About 150 horse lovers and wildlife photographers from around the nation gathered outside the Bureau of Land Management office in Salt Lake City to protest a roundup of about 80 percent of the herd, meant to cut its size. They group gathered 100,000 signatures on a petition to stop the roundup.
Suzanne Roy, executive director of the American Wild Horse Campaign, said the roundup would cost half a million dollars, and care for the horses as they are stored in holding facilities would be much more.
The horses would be available for adoption, but Roy says there is not an adoption market, and she fears some horses could be slaughtered or live the rest of their lives in a pen.
"The horses are getting the short end of the stick, and we’re here to say this is not what the public wants.

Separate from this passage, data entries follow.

//! Geometry walker: GeometricObject + Element records, and the material
//! resolver that joins them to extracted texture files by name (spec §4.7).

use crate::error::{HypeError, Result};
use crate::memory::MemoryContext;

pub const GEOMETRIC_OBJECT_SIZE: u32 = 0x40;
const TEXTURE_INFO_NAME_OFFSET: u32 = 0x0C;
const MAX_NAME_LEN: usize = 256;

#[derive(Debug, Clone)]
pub struct ResolvedTexture {
    pub info_addr: u32,
    pub name: String,
}

#[derive(Debug, Clone)]
pub struct ResolvedMaterial {
    pub flags: u32,
    pub ambient: [f32; 4],
    pub diffuse: [f32; 4],
    pub specular: [f32; 4],
    pub base: [f32; 4],
    pub textures: Vec<ResolvedTexture>,
}

#[derive(Debug, Clone)]
pub struct Element {
    pub material: Option<ResolvedMaterial>,
    /// Triangle vertex indices, one triple per triangle.
    pub triangles: Vec<[i16; 3]>,
    /// UV coordinates, already GPU-unflipped (`v' = 1 - v`).
    pub uvs: Vec<[f32; 2]>,
    /// For each triangle corner (`num_tri * 3` entries), the index into
    /// `uvs` to use — allows UV sharing across triangles (spec §4.7).
    pub uv_map: Vec<u16>,
}

#[derive(Debug, Clone)]
pub struct GeometricObject {
    pub num_vertices: u32,
    /// `(x, y, z)`, already re-ordered from the on-disk `(x, z, y)` layout.
    pub vertices: Vec<[f32; 3]>,
    pub normals: Vec<[f32; 3]>,
    pub elements: Vec<Element>,
    pub sphere_radius: f32,
    pub sphere_center: [f32; 3],
}

fn read_vec3_xzy(ctx: &MemoryContext, addr: u32, index: usize) -> Result<[f32; 3]> {
    let mut cursor = ctx.cursor_at(addr + index as u32 * 12)?;
    let x = cursor.f32()?;
    let z = cursor.f32()?;
    let y = cursor.f32()?;
    Ok([x, y, z])
}

fn read_cstring(ctx: &MemoryContext, addr: u32) -> Result<String> {
    let mut cursor = ctx.cursor_at(addr)?;
    let mut bytes = Vec::new();
    for _ in 0..MAX_NAME_LEN {
        let b = cursor.u8()?;
        if b == 0 {
            break;
        }
        bytes.push(b);
    }
    Ok(String::from_utf8_lossy(&bytes).to_string())
}

fn resolve_texture(ctx: &MemoryContext, texture_ref_addr: u32) -> Result<ResolvedTexture> {
    let info_addr = {
        let mut cursor = ctx.cursor_at(texture_ref_addr)?;
        cursor.u32()?
    };
    let name = read_cstring(ctx, info_addr + TEXTURE_INFO_NAME_OFFSET)?;
    Ok(ResolvedTexture { info_addr, name })
}

/// GameMaterial is a single indirection to VisualMaterial (spec §4.7,
/// "dereferences through GameMaterial -> VisualMaterial").
fn resolve_visual_material_ptr(ctx: &MemoryContext, game_material_addr: u32) -> Result<u32> {
    let mut cursor = ctx.cursor_at(game_material_addr)?;
    cursor.u32()
}

fn resolve_material(ctx: &MemoryContext, material_addr: u32) -> Result<Option<ResolvedMaterial>> {
    if material_addr == 0 {
        return Ok(None);
    }

    let visual_addr = resolve_visual_material_ptr(ctx, material_addr)?;
    if visual_addr == 0 {
        return Ok(None);
    }

    let mut cursor = ctx.cursor_at(visual_addr)?;
    let flags = cursor.u32()?;
    let mut read_vec4 = |cursor: &mut crate::memory::Cursor<'_>| -> Result<[f32; 4]> {
        Ok([cursor.f32()?, cursor.f32()?, cursor.f32()?, cursor.f32()?])
    };
    let ambient = read_vec4(&mut cursor)?;
    let diffuse = read_vec4(&mut cursor)?;
    let specular = read_vec4(&mut cursor)?;
    let base = read_vec4(&mut cursor)?;
    let texture_count = cursor.u32()?;
    let texture_refs_ptr = cursor.u32()?;

    let mut textures = Vec::with_capacity(texture_count as usize);
    for i in 0..texture_count {
        let texture_ref_addr = texture_refs_ptr + i * 4;
        if let Ok(texture) = resolve_texture(ctx, texture_ref_addr) {
            textures.push(texture);
        }
    }

    Ok(Some(ResolvedMaterial {
        flags,
        ambient,
        diffuse,
        specular,
        base,
        textures,
    }))
}

fn read_element(ctx: &MemoryContext, addr: u32) -> Result<Element> {
    let mut cursor = ctx.cursor_at(addr)?;
    let material_ptr = cursor.u32()?;
    let num_tri = cursor.u16()?;
    let num_uv = cursor.u16()?;
    let tri_ptr = cursor.u32()?;
    let uv_map_ptr = cursor.u32()?;
    let _normals_ptr = cursor.u32()?;
    let uvs_ptr = cursor.u32()?;
    let _skip0 = cursor.u32()?;
    let _vertex_indices_ptr = cursor.u32()?;
    let _num_vertex_indices = cursor.u16()?;
    let _parallel_box = cursor.u16()?;
    let _skip1 = cursor.u32()?;

    let mut triangles = Vec::with_capacity(num_tri as usize);
    for i in 0..num_tri as u32 {
        let mut tri_cursor = ctx.cursor_at(tri_ptr + i * 6)?;
        let a = tri_cursor.i16()?;
        let b = tri_cursor.i16()?;
        let c = tri_cursor.i16()?;
        triangles.push([a, b, c]);
    }

    let mut uvs = Vec::with_capacity(num_uv as usize);
    for i in 0..num_uv as u32 {
        let mut uv_cursor = ctx.cursor_at(uvs_ptr + i * 8)?;
        let u = uv_cursor.f32()?;
        let v = uv_cursor.f32()?;
        uvs.push([u, 1.0 - v]);
    }

    let corner_count = num_tri as u32 * 3;
    let mut uv_map = Vec::with_capacity(corner_count as usize);
    for i in 0..corner_count {
        let mut map_cursor = ctx.cursor_at(uv_map_ptr + i * 2)?;
        uv_map.push(map_cursor.u16()?);
    }

    let material = match resolve_material(ctx, material_ptr) {
        Ok(material) => material,
        Err(err) => {
            log::warn!("element at {addr:#010x}: material {material_ptr:#010x} unresolved: {err}");
            None
        }
    };

    Ok(Element {
        material,
        triangles,
        uvs,
        uv_map,
    })
}

/// Decodes a GeometricObject header plus all of its triangle elements
/// (spec §4.7).
pub fn read_geometric_object(ctx: &MemoryContext, addr: u32) -> Result<GeometricObject> {
    let mut cursor = ctx.cursor_at(addr)?;
    let num_vertices = cursor.u32()?;
    let vertices_ptr = cursor.u32()?;
    let normals_ptr = cursor.u32()?;
    let _materials_ptr = cursor.u32()?;
    let element_types_ptr = cursor.u32()?;
    let elements_ptr = cursor.u32()?;
    let num_elements = cursor.u32()?;
    let _unk0 = cursor.u32()?;
    let _unk1 = cursor.u32()?;
    let _unk2 = cursor.u32()?;
    let _unk3 = cursor.u32()?;
    let sphere_radius = cursor.f32()?;
    let center_x = cursor.f32()?;
    let center_z = cursor.f32()?;
    let center_y = cursor.f32()?;

    if !(3..=10_000).contains(&num_vertices) {
        return Err(HypeError::InvariantViolation(format!(
            "GeometricObject at {addr:#010x} declares num_vertices {num_vertices} out of range"
        )));
    }
    if !(1..=1_000).contains(&num_elements) {
        return Err(HypeError::InvariantViolation(format!(
            "GeometricObject at {addr:#010x} declares num_elements {num_elements} out of range"
        )));
    }

    let mut vertices = Vec::with_capacity(num_vertices as usize);
    let mut normals = Vec::with_capacity(num_vertices as usize);
    for i in 0..num_vertices as usize {
        vertices.push(read_vec3_xzy(ctx, vertices_ptr, i)?);
        if normals_ptr != 0 {
            normals.push(read_vec3_xzy(ctx, normals_ptr, i)?);
        }
    }
    if !normals.is_empty() && normals.len() != vertices.len() {
        return Err(HypeError::InvariantViolation(format!(
            "GeometricObject at {addr:#010x} has {} normals but {} vertices",
            normals.len(),
            vertices.len()
        )));
    }

    let mut elements = Vec::with_capacity(num_elements as usize);
    for i in 0..num_elements {
        let mut type_cursor = ctx.cursor_at(element_types_ptr + i * 2)?;
        let element_type = type_cursor.u16()?;
        if element_type != 1 {
            continue; // only triangle submeshes are modeled (spec §4.7)
        }
        let mut ptr_cursor = ctx.cursor_at(elements_ptr + i * 4)?;
        let element_ptr = ptr_cursor.u32()?;
        elements.push(read_element(ctx, element_ptr)?);
    }

    Ok(GeometricObject {
        num_vertices,
        vertices,
        normals,
        elements,
        sphere_radius,
        sphere_center: [center_x, center_y, center_z],
    })
}

/// Resolves a PhysicalObject's displayable mesh: `visual_set_ptr` gives a
/// VisualSet's LOD array, and `LOD[0]`'s `geometric_object_ptr` is the mesh
/// (spec §4.6, "A PhysicalObject carries..."). Shared by the scene walker
/// (IPO SuperObjects) and the Family walker (character mesh parts, §4.8).
pub fn resolve_geometric_object_via_physical_object(
    ctx: &MemoryContext,
    physical_object_addr: u32,
) -> Result<GeometricObject> {
    let mut cursor = ctx.cursor_at(physical_object_addr)?;
    let visual_set_ptr = cursor.u32()?;
    let _collide_set_ptr = cursor.u32()?;

    if visual_set_ptr == 0 {
        return Err(HypeError::UnmappedAddress(0));
    }

    let mut vs_cursor = ctx.cursor_at(visual_set_ptr)?;
    let lod_count = vs_cursor.u32()?;
    let lods_ptr = vs_cursor.u32()?;
    if lod_count == 0 {
        return Err(HypeError::InvariantViolation(format!(
            "VisualSet at {visual_set_ptr:#010x} declares zero LODs"
        )));
    }

    let mut lod0_cursor = ctx.cursor_at(lods_ptr)?;
    let geometric_object_ptr = lod0_cursor.u32()?;
    read_geometric_object(ctx, geometric_object_ptr)
}

/// Scan-mode fallback (spec §4.7): when no relocation table covers a block
/// containing geometry, enumerate candidate header offsets and keep the
/// ones that satisfy all five structural filters.
pub fn scan_for_geometric_objects(ctx: &MemoryContext, block_index: usize) -> Vec<(u32, GeometricObject)> {
    let block = ctx.block(block_index);
    if block.base_in_memory < 0 {
        return Vec::new();
    }
    let base = block.base_in_memory as u32;
    let len = block.len() as u32;
    let mut found = Vec::new();

    let mut offset = 0u32;
    while offset + GEOMETRIC_OBJECT_SIZE <= len {
        let addr = base + offset;
        if let Ok(candidate) = read_geometric_object(ctx, addr) {
            if passes_scan_filters(&candidate) {
                found.push((addr, candidate));
            }
        }
        offset += 4; // candidate offsets are 4-byte aligned
    }

    found
}

fn passes_scan_filters(object: &GeometricObject) -> bool {
    if !(3..=10_000).contains(&object.num_vertices) {
        return false;
    }
    if !(1..=1_000).contains(&object.elements.len()) {
        return false;
    }
    if object
        .vertices
        .iter()
        .any(|v| v.iter().any(|c| !c.is_finite() || c.abs() > 1.0e5))
    {
        return false;
    }

    let mut min = [f32::MAX; 3];
    let mut max = [f32::MIN; 3];
    for v in &object.vertices {
        for axis in 0..3 {
            min[axis] = min[axis].min(v[axis]);
            max[axis] = max[axis].max(v[axis]);
        }
    }
    (0..3).any(|axis| max[axis] - min[axis] > 0.01)
}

This is not what the taxpayers want," Roy said.
Roy and Simone Netherlands, president of the Salt River Wild Horse Management Group, went to meet with the Bureau of Land Management to present a cost-effective plan, offering to pay for a fertility control program instead of a roundup.
"There is a proven, scientific humane way to manage horses to a lower population, and it’s very reasonable," Netherlands said.
Netherlands said she thinks the meeting went well. She said they opened a dialogue and will be having a follow-up meeting in the next few weeks to discuss the program.
"We think they were very open and really very reasonable," Netherlands said.
Netherlands said compromises will be the way to solve the issue. She said the bureau is firm on rounding up the part of the herd that lives in the mountains and is less manageable.
"Let’s show that it can be done, and that the public can be happy, the BLM can be happy, and most of all, the horses can be happy," Netherlands said.
The Bureau of Land Management already has a vaccination fertility program, but Roy said it has not put enough effort into the program for it to work as intended. She said her group is encouraging the bureau to give a more humane option a better chance.
Roy said Utah has about 5,000 wild horses living on 2.1 million acres of public land they share with livestock. Livestock, including cattle and sheep, live on 22 million acres of land.
Another unique aspect of the horses is they are organized in social units. Roy said observers can watch the social dynamic of the Onaqui horses and see families and groups of younger stallions who are friends.
"The minute they hit that trap it’s the end of their freedom, it’s the end of their family," Roy said.
She also said the Onaqui herd is "like the Hollywood herd," because it is so accessible to photographers. The horses are named and are famous on the internet.
Hammer said this group is historical — it likely began with the pony express and is still live along the trail. He photographs wild horses throughout Utah and said these horses gather in larger than normal groups and are very accommodating to human photographers.
"You can get right in close and almost mingle with them … they don’t just run when you get within a quarter-mile of them like most of the other horses," Hammer said.